現代の博物学者が好きなことの研究に没頭してきた人生を振り返り、自身の勉強法を指南した本。

まずは自分の好きなものを見つけること。
人気のないもの、役に立たないもの、ニッチなものこそチャンスという発想はとみさわ昭仁さんのコレクションの理念と近いかもしれない。
そして自分の好きなもの、関心のあるものと結びつけることで何でも面白くなる。仕事も同様で、遊びの要素を見つけることで何でも楽しめる。自分が就職した際の話を例に挙げる。そこから関心を広めていく方法としてセレンディピティと結合術(アルス・コンビナトリア)という話なんかも出てくる。
読書についての話がやはり自分には面白い。
カードや大きな紙にキーワードを書き出して線でつないでいくという読書メモ方(高山宏や後藤護さんの作っている「コンポジション」に近いものができる)

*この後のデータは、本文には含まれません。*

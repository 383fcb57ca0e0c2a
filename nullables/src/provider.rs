//! Nullable object storage: serves artifacts from memory.

use async_trait::async_trait;
use blockfeed_store::{StoreError, StreamFileData, StreamFileProvider};
use blockfeed_types::{block_filename, Block};
use std::collections::HashMap;
use std::sync::Mutex;

#[derive(Default)]
struct State {
    objects: HashMap<String, StreamFileData>,
    networks: Vec<String>,
    failing: bool,
    requests: Vec<String>,
}

#[derive(Default)]
pub struct NullFileProvider {
    state: Mutex<State>,
}

impl NullFileProvider {
    pub fn new() -> Self {
        Self::default()
    }

    fn state(&self) -> std::sync::MutexGuard<'_, State> {
        self.state.lock().unwrap_or_else(|e| e.into_inner())
    }

    /// Store raw bytes under `key`.
    pub fn put(&self, key: impl Into<String>, bytes: Vec<u8>, last_modified: i64) {
        let key = key.into();
        self.state().objects.insert(
            key.clone(),
            StreamFileData {
                key,
                bytes,
                last_modified,
            },
        );
    }

    /// Compress and store `block` as block `number` under `{folder}/block/`.
    pub fn put_block(&self, folder: &str, number: u64, block: &Block, last_modified: i64) {
        let bytes = block
            .to_bytes()
            .and_then(|raw| {
                zstd::encode_all(raw.as_slice(), 0)
                    .map_err(|e| blockfeed_types::TypesError::Serialization(e.to_string()))
            })
            .unwrap_or_default();
        let key = format!("{folder}/block/{}", block_filename(number, true));
        self.put(key, bytes, last_modified);
    }

    pub fn add_network(&self, name: impl Into<String>) {
        self.state().networks.push(name.into());
    }

    pub fn set_failing(&self, failing: bool) {
        self.state().failing = failing;
    }

    /// Every key requested through `get`, in order.
    pub fn requests(&self) -> Vec<String> {
        self.state().requests.clone()
    }
}

#[async_trait]
impl StreamFileProvider for NullFileProvider {
    async fn get(&self, key: &str) -> Result<Option<StreamFileData>, StoreError> {
        let mut state = self.state();
        state.requests.push(key.to_string());
        if state.failing {
            return Err(StoreError::Backend("object storage unavailable".into()));
        }
        Ok(state.objects.get(key).cloned())
    }

    async fn list_network(&self) -> Result<Vec<String>, StoreError> {
        let state = self.state();
        if state.failing {
            return Err(StoreError::Backend("object storage unavailable".into()));
        }
        Ok(state.networks.clone())
    }
}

あと真似しようと思ったのは、毎日再読する時間を作れという話。
全部読み直す必要はなくて、パラパラめくるだけでもいい。1回全体を読み、その後読んで興味をひいた箇所をまたあとで読み直す。それを繰り返すうちに自分にとってその本の重要なところが絞れていく。
映画ファンで「今日はあの場面だけ見よう」みたいなことをする人がよくいるけど、あれも似たことをしているのかもしれない。
まあ基本的にはノウハウ本というよりはエッセイなので話はあちこちに行く。紀田順一郎が日本語ワープロの開発に携わった話とか、語源・漢字の起源の話、水木しげるの話など。
エッセンスを求める読者には苛立たしいかもしれないが、その寄り道だ大事というのがこの本の主張でもあるので、内容と形式が一致している本であるとも言えるのかもしれない。